# WORK INSTRUCTIONS
Output exactly the lines below, starting with the line that has "a locally running" and going on through the line that has "the local endpoint", both included, and no other lines.

(Saved data entries)
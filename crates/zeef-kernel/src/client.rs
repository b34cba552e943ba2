//! Local-only inference client
//!
//! Speaks the chat-completions HTTP contract of a locally running
//! endpoint. Network errors are not hidden and nothing is retried
//! silently; callers must handle failures explicitly.

use crate::error::KernelError;
use serde::{Deserialize, Serialize};
use std::time::Duration;

/// Configuration for the local inference kernel.
#[derive(Debug, Clone)]
pub struct KernelConfig {
    /// Base URL of the local endpoint
    pub base_url: String,
    /// Model name served by the endpoint
    pub model: String,
    /// Hard timeout on each request; expiry maps to [`KernelError::Timeout`]
    pub request_timeout: Duration,
    /// Optional upper bound on generated tokens
    pub max_tokens: Option<u32>,
}

impl Default for KernelConfig {
    fn default() -> Self {
        Self {
            base_url: "http://localhost:11434".to_string(),
            model: "llama3".to_string(),
            request_timeout: Duration::from_secs(120),
            max_tokens: None,
        }
    }
}

/// One conversation message.
#[derive(Debug, Clone, Serialize)]
pub struct ChatMessage {
    /// Message role (`system`, `user`, `assistant`)
    pub role: String,
    /// Message text
    pub content: String,
}

impl ChatMessage {
    /// A `user` message.
    #[must_use]
    pub fn user(content: impl Into<String>) -> Self {
        Self { role: "user".to_string(), content: content.into() }
    }

    /// A `system` message.
    #[must_use]
    pub fn system(content: impl Into<String>) -> Self {
        Self { role: "system".to_string(), content: content.into() }
    }
}

#[derive(Debug, Serialize)]
struct ChatOptions {
    temperature: f32,
    #[serde(skip_serializing_if = "Option::is_none")]
    num_predict: Option<u32>,
}

#[derive(Debug, Serialize)]
struct ChatRequest<'a> {
    model: &'a str,
    options: ChatOptions,
    messages: Vec<ChatMessage>,
}

#[derive(Debug, Deserialize)]
struct ChoiceMessage {
    content: Option<String>,
}

#[derive(Debug, Deserialize)]
struct Choice {
    message: ChoiceMessage,
}

#[derive(Debug, Deserialize)]
struct ChatResponse {
    choices: Vec<Choice>,
}

/// Deterministic interface over the local chat-completions API.
#[derive(Debug)]
pub struct Kernel {
    config: KernelConfig,
    client: reqwest::Client,
}

impl Kernel {
    /// Build a kernel for the given endpoint configuration.
    ///
    /// # Errors
    /// Returns `KernelError::Transport` if the HTTP client cannot be
    /// constructed.
    pub fn new(config: KernelConfig) -> Result<Self, KernelError> {
        let client = reqwest::Client::builder()
            .timeout(config.request_timeout)
            .build()
            .map_err(KernelError::Transport)?;
        tracing::debug!(base_url = %config.base_url, model = %config.model, "kernel initialized");
        Ok(Self { config, client })
    }

    /// The active configuration.
    #[must_use]
    pub fn config(&self) -> &KernelConfig {
        &self.config
    }

    /// Call the local model deterministically (temperature zero).
    ///
    /// The system prompt is injected ahead of `messages`. The response
    /// must carry its single best completion at
    /// `choices[0].message.content`.
    ///
    /// # Errors
    /// - `KernelError::Timeout` - the request exceeded the configured limit
    /// - `KernelError::Transport` - connection failure or non-2xx status
    /// - `KernelError::Schema` - the body was not the expected shape
    pub async fn generate(
        &self,
        system_prompt: &str,
        messages: &[ChatMessage],
    ) -> Result<String, KernelError> {
        let mut all = Vec::with_capacity(messages.len() + 1);
        all.push(ChatMessage::system(system_prompt));
        all.extend(messages.iter().cloned());

        let request = ChatRequest {
            model: &self.config.model,
            options: ChatOptions {
                temperature: 0.0,
                num_predict: self.config.max_tokens,
            },
            messages: all,
        };

        let url = format!(
            "{}/v1/chat/completions",
            self.config.base_url.trim_end_matches('/')
        );
        tracing::debug!(%url, model = %self.config.model, "kernel request");

        let response = self
            .client
            .post(&url)
            .json(&request)
            .send()
            .await
            .map_err(classify)?
            .error_for_status()
            .map_err(classify)?;

        let body = response.text().await.map_err(classify)?;
        let parsed: ChatResponse = serde_json::from_str(&body).map_err(|err| {
            tracing::error!(error = %err, "unexpected kernel response structure");
            KernelError::Schema(err.to_string())
        })?;

        parsed
            .choices
            .into_iter()
            .next()
            .and_then(|choice| choice.message.content)
            .ok_or_else(|| {
                KernelError::Schema("missing choices[0].message.content".to_string())
            })
    }
}

fn classify(err: reqwest::Error) -> KernelError {
    if err.is_timeout() {
        KernelError::Timeout
    } else {
        KernelError::Transport(err)
    }
}
//! Ledger event types
//!
//! A [`LedgerEvent`] is immutable once appended. The closed [`EventKind`]
//! enumeration is extended only by adding a variant; existing variants and
//! payload shapes never change, so every historical line stays parseable.

use serde::{Deserialize, Serialize};
use std::collections::BTreeMap;

/// Closed set of event kinds recorded in the ledger.
#[derive(Debug, Clone, Copy, PartialEq, Eq, Serialize, Deserialize)]
#[serde(rename_all = "snake_case")]
pub enum EventKind {
    /// A shell command reached the host via the guarded executor
    Command,
    /// A file was written through the mutation recorder
    FileChange,
    /// A model completion passed through the law-guarded chokepoint
    KernelCall,
}

/// One immutable ledger record.
///
/// Fields are declared in alphabetical order and the payload is a
/// `BTreeMap`, so the serialized line carries fully sorted keys and is
/// byte-reproducible across implementations. Parsers must not depend on
/// key order.
#[derive(Debug, Clone, PartialEq, Serialize, Deserialize)]
pub struct LedgerEvent {
    /// Which kind of event this line records
    pub kind: EventKind,
    /// Kind-specific key/value payload
    pub payload: BTreeMap<String, serde_json::Value>,
    /// ISO-8601 UTC creation time, non-decreasing in append order
    pub timestamp: String,
}

#[cfg(test)]
mod tests {
    use super::*;
    use serde_json::Value;

    #[test]
    fn serialized_line_has_sorted_keys() {
        let mut payload = BTreeMap::new();
        payload.insert("cwd".to_string(), Value::from("/tmp"));
        payload.insert("command".to_string(), Value::from("ls"));
        payload.insert("exit_code".to_string(), Value::from(0));

        let event = LedgerEvent {
            kind: EventKind::Command,
            payload,
            timestamp: "2026-01-01T00:00:00+00:00".to_string(),
        };

        let line = serde_json::to_string(&event).unwrap();
        assert_eq!(
            line,
            "{\"kind\":\"command\",\"payload\":{\"command\":\"ls\",\"cwd\":\"/tmp\",\
             \"exit_code\":0},\"timestamp\":\"2026-01-01T00:00:00+00:00\"}"
        );
    }

    #[test]
    fn kind_round_trips_through_wire_names() {
        for (kind, wire) in [
            (EventKind::Command, "\"command\""),
            (EventKind::FileChange, "\"file_change\""),
            (EventKind::KernelCall, "\"kernel_call\""),
        ] {
            assert_eq!(serde_json::to_string(&kind).unwrap(), wire);
            assert_eq!(serde_json::from_str::<EventKind>(wire).unwrap(), kind);
        }
    }
}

# RESPONSE TO THE EXERCISE
//! Speaks the chat-completions HTTP contract of a locally running
//! endpoint. Network errors are not hidden and nothing is retried
//! silently; callers must handle failures explicitly.

use crate::error::KernelError;
use serde::{Deserialize, Serialize};
use std::time::Duration;

/// Configuration for the local inference kernel.
#[derive(Debug, Clone)]
pub struct KernelConfig {
    /// Base URL of the local endpoint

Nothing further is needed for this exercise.